BACKGROUND AND CONTEXT: This is our second in a series of four weeks on texts from John’s gospel, in the context of a longer series of texts that, allegedly, fit under the thematic umbrella of “partners in a new creation.” This may simply illustrate that thematic umbrellas don’t always fit well. On the other hand, we might do well to spend some time thinking about how the belief or faith Jesus commends at the beginning of this short statement entails “partnership in a new creation.”
We probably know a few things about John’s gospel:
- thought to be a “late” New Testament composition, toward the end of the first century CE, somewhere around 100 CE;
- featuring distinctive language and themes, including a lot of talk about “faith” or “belief,” symbolic binaries like light/dark, truth/lies, life/death, and emphasis on the acceptance or rejection of Jesus and his identity;
- explicit identification of Jesus with “the Father,” and the eternal Word, so, a “very high Christology;”
- distinctive literary features, like long monologues by Jesus, and long, philosophical conversations between Jesus and key figures (e.g., Nicodemus, the Samaritan woman).

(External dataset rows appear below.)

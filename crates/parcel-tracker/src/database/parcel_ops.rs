//! Parcel writes
//!
//! Address changes and deletions carry the status guard in their `WHERE`
//! clause, so the check and the write are one statement.

use parcel_core::{
    parcel::format_timestamp, Error, NewParcel, ParcelNumber, ParcelStatus, Result, WriteOutcome,
};
use sqlx::SqlitePool;

/// Insert a new parcel into database
pub(crate) async fn insert_parcel(pool: &SqlitePool, parcel: &NewParcel) -> Result<ParcelNumber> {
    sqlx::query(
        "INSERT INTO parcel (client, status, address, created_at)
         VALUES (?, ?, ?, ?)",
    )
    .bind(parcel.client.get())
    .bind(parcel.status.to_string())
    .bind(parcel.address.as_str())
    .bind(format_timestamp(&parcel.created_at))
    .execute(pool)
    .await
    .map(|result| ParcelNumber::new(result.last_insert_rowid()))
    .map_err(|e| Error::storage(format!("Failed to add parcel: {e}")))
}

/// Overwrite the status of a parcel
pub(crate) async fn update_status(
    pool: &SqlitePool,
    number: ParcelNumber,
    status: ParcelStatus,
) -> Result<()> {
    sqlx::query("UPDATE parcel SET status = ? WHERE number = ?")
        .bind(status.to_string())
        .bind(number.get())
        .execute(pool)
        .await
        .map(|_| ())
        .map_err(|e| Error::storage(format!("Failed to set status of parcel {number}: {e}")))
}

/// Overwrite the address of a parcel that is still registered
pub(crate) async fn update_address_if_registered(
    pool: &SqlitePool,
    number: ParcelNumber,
    address: &str,
) -> Result<WriteOutcome> {
    sqlx::query("UPDATE parcel SET address = ? WHERE number = ? AND status = ?")
        .bind(address)
        .bind(number.get())
        .bind(ParcelStatus::Registered.to_string())
        .execute(pool)
        .await
        .map(|result| WriteOutcome::from_rows_affected(result.rows_affected()))
        .map_err(|e| Error::storage(format!("Failed to set address of parcel {number}: {e}")))
}

/// Delete a parcel that is still registered
pub(crate) async fn delete_if_registered(
    pool: &SqlitePool,
    number: ParcelNumber,
) -> Result<WriteOutcome> {
    sqlx::query("DELETE FROM parcel WHERE number = ? AND status = ?")
        .bind(number.get())
        .bind(ParcelStatus::Registered.to_string())
        .execute(pool)
        .await
        .map(|result| WriteOutcome::from_rows_affected(result.rows_affected()))
        .map_err(|e| Error::storage(format!("Failed to delete parcel {number}: {e}")))
}
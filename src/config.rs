use crate::aws_sso::{Profile, RoleCredential};
use crate::error::{Error, Result};
use crate::federation::FEDERATION_ENDPOINT;
use ini::{EscapePolicy, Ini, ParseOption, Properties};
use regex::Regex;
use std::collections::HashMap;
use std::env;
use std::fs::create_dir_all;
use std::io::ErrorKind;
use std::path::{Path, PathBuf};

// keys an `[sso-session]` section may supply to the profiles referencing it
const SESSION_KEYS: [&str; 2] = ["sso_start_url", "sso_region"];

/// Where things live. Read once per invocation, never mutated afterwards.
#[derive(Debug, Clone)]
pub struct Config {
    aws_config_file: PathBuf,
    aws_credentials_file: PathBuf,
    aws_cli_cache_path: PathBuf,
    federation_endpoint: String,
    aws_cli: String,
}

impl Config {
    pub fn new(config_file: PathBuf, credentials_file: PathBuf, cli_cache_path: PathBuf) -> Self {
        Self {
            aws_config_file: config_file,
            aws_credentials_file: credentials_file,
            aws_cli_cache_path: cli_cache_path,
            federation_endpoint: String::from(FEDERATION_ENDPOINT),
            aws_cli: String::from("aws"),
        }
    }

    pub fn load_from_env() -> Result<Self> {
        let aws_path = dirs::home_dir().ok_or(Error::NoHomeDir)?.join(".aws");

        let config_file = path_from_env("AWS_CONFIG_FILE").unwrap_or_else(|| aws_path.join("config"));
        let credentials_file = path_from_env("AWS_SHARED_CREDENTIALS_FILE")
            .unwrap_or_else(|| aws_path.join("credentials"));
        let cli_cache_path = aws_path.join("cli").join("cache");

        tracing::debug!(
            "config: {}, credentials: {}, cache: {}",
            config_file.display(),
            credentials_file.display(),
            cli_cache_path.display()
        );
        Ok(Self::new(config_file, credentials_file, cli_cache_path))
    }

    #[cfg(test)]
    pub fn set_federation_endpoint(mut self, endpoint: impl Into<String>) -> Self {
        self.federation_endpoint = endpoint.into();
        self
    }

    pub fn federation_endpoint(&self) -> &str {
        &self.federation_endpoint
    }

    pub fn aws_cli(&self) -> &str {
        &self.aws_cli
    }

    pub fn cli_cache_path(&self) -> &Path {
        &self.aws_cli_cache_path
    }

    pub fn credentials_file(&self) -> &Path {
        &self.aws_credentials_file
    }

    fn load_config(path: &Path) -> Result<Ini> {
        Ini::load_from_file(path).map_err(|source| {
            tracing::error!("failed to load AWS config file at {}", path.display());
            Error::ConfigLoad {
                path: path.to_path_buf(),
                source,
            }
        })
    }

    /// Loads and validates `[profile NAME]` from the AWS config file.
    pub fn profile(&self, name: &str) -> Result<Profile> {
        let ini = Self::load_config(&self.aws_config_file)?;
        Self::load_profile(&ini, name, &self.aws_config_file)
    }

    fn load_profile(ini: &Ini, name: &str, path: &Path) -> Result<Profile> {
        let sec_re = Regex::new("^(?P<kind>profile|sso-session) +(?P<name>.+?) *$")?;
        let mut profile: Option<&Properties> = None;
        let mut sessions: HashMap<&str, &Properties> = HashMap::new();
        for (sec, prop) in ini.iter() {
            let Some(sec) = sec else {
                continue;
            };
            if sec == "default" && name == "default" {
                profile = profile.or(Some(prop));
                continue;
            }
            match sec_re.captures(sec) {
                Some(value) if "sso-session".eq(&value["kind"]) => {
                    if let Some(session) = value.name("name") {
                        sessions.insert(session.as_str(), prop);
                    }
                }
                Some(value) if "profile".eq(&value["kind"]) && name.eq(&value["name"]) => {
                    profile = Some(prop);
                }
                _ => continue,
            }
        }

        let prop = profile.ok_or_else(|| {
            tracing::error!("profile [profile {}] not found in {}", name, path.display());
            Error::ProfileNotFound {
                section: format!("profile {}", name),
                path: path.to_path_buf(),
            }
        })?;

        let sso_session = prop.get("sso_session").map(str::trim).filter(|s| !s.is_empty());
        let session = match sso_session {
            Some(session) => Some(*sessions.get(session).ok_or_else(|| Error::ProfileNotFound {
                section: format!("sso-session {}", session),
                path: path.to_path_buf(),
            })?),
            None => None,
        };

        let lookup = |key: &str| -> String {
            let from_session = || {
                session
                    .filter(|_| SESSION_KEYS.contains(&key))
                    .and_then(|s| s.get(key))
            };
            prop.get(key)
                .filter(|v| !v.trim().is_empty())
                .or_else(from_session)
                .unwrap_or("")
                .trim()
                .to_string()
        };

        let require = |key: &'static str| -> Result<String> {
            let value = lookup(key);
            if value.is_empty() {
                return Err(Error::MissingAttribute {
                    attribute: key,
                    profile: name.to_string(),
                });
            }
            Ok(value)
        };
        let start_url = require("sso_start_url")?;
        let account_id = require("sso_account_id")?;
        let role_name = require("sso_role_name")?;
        let sso_region = require("sso_region")?;

        Ok(
            Profile::new(name.to_string(), start_url, account_id, role_name, sso_region)
                .set_sso_session(sso_session.map(String::from))
                .set_region(prop.get("region").map(|s| s.trim().to_string())),
        )
    }

    /// The shared credentials file, or an empty document when it does not exist yet.
    ///
    /// Values are read verbatim (no escape or quote processing) so sections this
    /// tool does not own are written back unchanged.
    pub fn load_credentials(&self) -> Result<Ini> {
        let verbatim = ParseOption {
            enabled_quote: false,
            enabled_escape: false,
            ..ParseOption::default()
        };
        match Ini::load_from_file_opt(&self.aws_credentials_file, verbatim) {
            Ok(ini) => Ok(ini),
            Err(ini::Error::Io(err)) if err.kind() == ErrorKind::NotFound => Ok(Ini::new()),
            Err(source) => Err(Error::ConfigLoad {
                path: self.aws_credentials_file.clone(),
                source,
            }),
        }
    }

    /// Overwrites the credential keys of `[name]`; other keys in the section are kept.
    pub fn set_credentials(credentials: &mut Ini, name: &str, cred: &RoleCredential) {
        credentials
            .with_section(Some(name))
            .set("aws_access_key_id", cred.access_key_id())
            .set("aws_secret_access_key", cred.secret_access_key())
            .set("aws_session_token", cred.session_token())
            .set("aws_security_token", cred.session_token());
    }

    pub fn write_credentials(&self, credentials: &Ini) -> Result<()> {
        let path = &self.aws_credentials_file;
        let to_error = |source| Error::CredentialsWrite {
            path: path.clone(),
            source,
        };
        if let Some(parent) = path.parent().filter(|p| !p.as_os_str().is_empty()) {
            create_dir_all(parent).map_err(to_error)?;
        }
        credentials
            .write_to_file_policy(path, EscapePolicy::Nothing)
            .map_err(to_error)
    }
}

fn path_from_env(var: &str) -> Option<PathBuf> {
    env::var_os(var)
        .filter(|value| !value.is_empty())
        .map(PathBuf::from)
}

We’ve noted John’s insistent and tense treatment of “the Jews” here before; this feature doesn’t surface in these particular seven verses. [If we went back to verse 36, or 27, or 20, it would – that is, we wouldn’t have far to go.]
Jesus is in Jerusalem for the festival of Passover. It is specifically five days before Passover, a detail established for us between verses 12:1 and 12:12, assuming everything in the remainder of chapter 12 happens on the same day. On the other hand, the narrator isn’t terribly precise about place and time here, and the next episode is “supper” on the night of Jesus’s arrest, so we could imagine this speech taking place “sometime during that last week.”

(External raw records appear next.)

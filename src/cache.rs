use crate::aws_sso::{Profile, RoleCredential};
use crate::error::{Error, Result};
use chrono::{DateTime, NaiveDateTime, TimeZone, Utc};
use serde::Deserialize;
use sha1::{Digest, Sha1};
use std::collections::BTreeMap;
use std::fs;
use std::io::ErrorKind;
use std::path::Path;

/// Name of an entry in the AWS CLI credential cache (`~/.aws/cli/cache`).
///
/// The AWS CLI hashes the compact, key-sorted JSON of the role arguments, so
/// the digest does not depend on the order the attributes were collected in.
#[derive(Debug, PartialEq, Clone)]
pub struct CacheKey(String);

impl CacheKey {
    pub fn for_profile(profile: &Profile) -> Result<Self> {
        let source = match profile.sso_session() {
            Some(session) => ("sessionName", session),
            None => ("startUrl", profile.sso_start_url()),
        };
        Self::from_args([
            ("accountId", profile.sso_account_id()),
            ("roleName", profile.sso_role_name()),
            source,
        ])
    }

    fn from_args<'a, I>(args: I) -> Result<Self>
    where
        I: IntoIterator<Item = (&'a str, &'a str)>,
    {
        let args: BTreeMap<&str, &str> = args.into_iter().collect();
        let mut hasher = Sha1::new();
        hasher.update(serde_json::to_vec(&args)?);
        Ok(Self(format!("{:x}", hasher.finalize())))
    }

    pub fn file_name(&self) -> String {
        format!("{}.json", self.0)
    }
}

#[derive(Deserialize)]
struct CacheEntry {
    #[serde(rename = "Credentials")]
    credentials: RoleCredential,
}

/// Reads the cached credentials for `key`; a missing file is `Ok(None)`.
pub fn read_cached(cache_path: &Path, key: &CacheKey) -> Result<Option<RoleCredential>> {
    let path = cache_path.join(key.file_name());
    let data = match fs::read_to_string(&path) {
        Ok(data) => data,
        Err(err) if err.kind() == ErrorKind::NotFound => return Ok(None),
        Err(source) => return Err(Error::CacheRead { path, source }),
    };
    let entry: CacheEntry =
        serde_json::from_str(&data).map_err(|source| Error::CacheParse { path, source })?;
    Ok(Some(entry.credentials))
}

enum Layout {
    Rfc3339,
    Offset(&'static str),
    Utc(&'static str),
}

// tried in order
const TIME_LAYOUTS: [Layout; 3] = [
    Layout::Rfc3339,
    Layout::Offset("%Y-%m-%dT%H:%M:%S%z"),
    Layout::Utc("%Y-%m-%dT%H:%M:%SUTC"),
];

pub fn parse_expiration(value: &str) -> Option<DateTime<Utc>> {
    let value = value.trim();
    TIME_LAYOUTS.iter().find_map(|layout| match layout {
        Layout::Rfc3339 => DateTime::parse_from_rfc3339(value).ok().map(|t| t.with_timezone(&Utc)),
        Layout::Offset(fmt) => DateTime::parse_from_str(value, fmt)
            .ok()
            .map(|t| t.with_timezone(&Utc)),
        Layout::Utc(fmt) => NaiveDateTime::parse_from_str(value, fmt)
            .ok()
            .map(|t| Utc.from_utc_datetime(&t)),
    })
}

/// Unparsable timestamps count as expired.
pub fn is_expired(expiration: &str, now: DateTime<Utc>) -> bool {
    match parse_expiration(expiration) {
        Some(expires) => expires <= now,
        None => true,
    }
}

The narrator is also imprecise about the audience for these words. Jesus has “hidden himself” from “the crowd.” (John 12:36). We might envision him speaking to his smaller group of disciples – or, simply directly to the readers, “breaking the fourth wall,” so to speak. In John, those two attitudes seem to merge into one another.

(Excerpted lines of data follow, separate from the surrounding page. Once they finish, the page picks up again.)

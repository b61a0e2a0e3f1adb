use crate::cache::{self, CacheKey};
use crate::config::Config;
use crate::error::{Error, Result};
use crate::runner::CommandRunner;
use chrono::Utc;
use serde::{Deserialize, Serialize};
use std::io::Write;

/// A validated `[profile NAME]` section; every `sso_*` attribute is non-empty.
#[derive(Debug, PartialEq, Clone)]
pub struct Profile {
    name: String,
    sso_start_url: String,
    sso_account_id: String,
    sso_role_name: String,
    sso_region: String,
    sso_session: Option<String>,
    region: Option<String>,
}

impl Profile {
    pub fn new(
        name: String,
        sso_start_url: String,
        sso_account_id: String,
        sso_role_name: String,
        sso_region: String,
    ) -> Self {
        Self {
            name,
            sso_start_url,
            sso_account_id,
            sso_role_name,
            sso_region,
            sso_session: None,
            region: None,
        }
    }

    pub fn set_region(mut self, value: Option<String>) -> Self {
        self.region = value.filter(|v| !v.is_empty());
        self
    }

    pub fn set_sso_session(mut self, value: Option<String>) -> Self {
        self.sso_session = value.filter(|v| !v.is_empty());
        self
    }

    pub fn name(&self) -> &str {
        &self.name
    }

    pub fn sso_start_url(&self) -> &str {
        &self.sso_start_url
    }

    pub fn sso_account_id(&self) -> &str {
        &self.sso_account_id
    }

    pub fn sso_role_name(&self) -> &str {
        &self.sso_role_name
    }

    pub fn sso_region(&self) -> &str {
        &self.sso_region
    }

    pub fn sso_session(&self) -> Option<&str> {
        self.sso_session.as_deref()
    }

    pub fn region(&self) -> Option<&str> {
        self.region.as_deref()
    }
}

/// Short-lived role credentials as the AWS CLI caches them.
///
/// The same shape, with `Version` set, is the credential-process payload.
#[derive(Debug, PartialEq, Clone, Default, Serialize, Deserialize)]
#[serde(rename_all = "PascalCase", default)]
pub struct RoleCredential {
    #[serde(skip_serializing_if = "Option::is_none")]
    version: Option<u32>,
    access_key_id: String,
    secret_access_key: String,
    session_token: String,
    expiration: String,
}

impl RoleCredential {
    #[cfg(test)]
    pub fn new(
        access_key_id: String,
        secret_access_key: String,
        session_token: String,
        expiration: String,
    ) -> Self {
        Self {
            version: None,
            access_key_id,
            secret_access_key,
            session_token,
            expiration,
        }
    }

    pub fn with_version(mut self, version: u32) -> Self {
        self.version = Some(version);
        self
    }

    pub fn access_key_id(&self) -> &str {
        &self.access_key_id
    }

    pub fn secret_access_key(&self) -> &str {
        &self.secret_access_key
    }

    pub fn session_token(&self) -> &str {
        &self.session_token
    }

    pub fn expiration(&self) -> &str {
        &self.expiration
    }

    pub fn is_expired(&self) -> bool {
        cache::is_expired(&self.expiration, Utc::now())
    }
}

pub struct SSO<R> {
    config: Config,
    runner: R,
    http: reqwest::Client,
}

impl<R: CommandRunner> SSO<R> {
    pub fn new(config: Config, runner: R) -> Self {
        Self {
            config,
            runner,
            http: reqwest::Client::new(),
        }
    }

    pub fn config(&self) -> &Config {
        &self.config
    }

    pub fn runner(&self) -> &R {
        &self.runner
    }

    pub fn http(&self) -> &reqwest::Client {
        &self.http
    }

    /// Returns unexpired credentials for `profile`, asking the AWS CLI to refresh
    /// its cache at most once.
    pub async fn role_credentials<W: Write>(
        &self,
        profile: &Profile,
        silent: bool,
        out: &mut W,
    ) -> Result<RoleCredential> {
        let key = CacheKey::for_profile(profile)?;
        let cache_path = self.config.cli_cache_path();

        match cache::read_cached(cache_path, &key) {
            Ok(Some(cred)) if !cred.is_expired() => {
                tracing::debug!("using cached credentials for {}", profile.name());
                return Ok(cred);
            }
            Ok(Some(cred)) => tracing::info!(
                "cached credentials for {} expired at {}",
                profile.name(),
                cred.expiration()
            ),
            Ok(None) => tracing::debug!("no cached credentials for {}", profile.name()),
            Err(err) => tracing::debug!("ignoring cache entry: {}", err),
        }

        self.update_cached_credentials(profile.name(), silent, out)
            .await?;

        let cred = cache::read_cached(cache_path, &key)?
            .ok_or_else(|| Error::NoCredentials(profile.name().to_string()))?;
        if cred.is_expired() {
            return Err(Error::Expired(profile.name().to_string()));
        }
        Ok(cred)
    }

    /// `aws sts get-caller-identity` makes the AWS CLI rewrite its credential cache.
    async fn update_cached_credentials<W: Write>(
        &self,
        profile_name: &str,
        silent: bool,
        out: &mut W,
    ) -> Result<()> {
        let program = self.config.aws_cli();
        let args = [
            "sts",
            "get-caller-identity",
            "--query",
            "Arn",
            "--output",
            "text",
            "--profile",
            profile_name,
        ];
        tracing::info!("refreshing credentials for {}", profile_name);
        let output = self
            .runner
            .output(program, &args)
            .await
            .map_err(|source| Error::Spawn {
                program: program.to_string(),
                source,
            })?;

        if !output.success {
            let detail = output.stderr.trim().to_string();
            tracing::error!("{}", detail);
            return Err(Error::NotAuthenticated {
                profile: profile_name.to_string(),
                detail,
            });
        }
        if !silent {
            writeln!(out, "Updated credentials for: {}", output.stdout.trim())?;
        }
        Ok(())
    }
}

By this point in the narrative, everything has happened but the events of Christ’s passion, death, and resurrection. As readers, we should be clear by now on Jesus’s identity with the Word of God. We’ve heard John the Baptist’s testimony. We’ve listened to Jesus’s long discussions with Nicodemus, the Samaritan woman, and the crowd of people fed with loaves and fishes in the wilderness. We’ve seen him turn water for purification into the wine of a wedding banquet, and heal people – that little boy last week, and a paralyzed man, and a man born blind. [Is it significant that Jesus doesn’t heal any women in the gospel of John, by the way??] We’ve heard his conversations with Mary and Martha, and seen him raise Lazarus from the tomb.
Also, significantly, some “Greeks” have arrived, wanting to “see” Jesus (John 12:20-26).
The first part of John 12 shows up every year in the lectionary for Holy Week, but John 12:34-50 is one more thing we wouldn’t know was in the Bible if all we knew was the lectionary. [Bible Content Examinees be warned.]

CLOSER READING: V44 tells us Jesus cried out these words. This might – I think, should – remind us of Wisdom crying out in the streets (Proverbs 1:20).
The person “believing” or “having faith” in Jesus is really “believing” or “having faith” in “the one having sent” Jesus. There doesn’t seem to be much question that “the one having sent” is God [the Father].
There is more discussion about how that verb ought to be translated, whether Jesus is saying people have a chance to “believe in” him, or to “have faith in” him. In English, “believing” and “having faith in” are not identical. Accepting abstract propositions cognitively [believing] and trusting or being loyal to someone personally [having or keeping faith] seem to have been distinct in the ancient world, too.
How readers of the New Testament ought to read this FREQUENTLY OCCURRING verb into English is a recurrent question. Contemporary translators seem to use the convention that the noun (pistis) will be rendered “faith,” while the verb (various forms of pisteuō) will be rendered “believe.” [See Bill Mounce on pistis and on pisteuō.] But again, in English at least, the verb that corresponds to “faith” would be “have faith in,” while the noun that corresponds to the verb “to believe” would be “belief” – as in, “warranted true belief.”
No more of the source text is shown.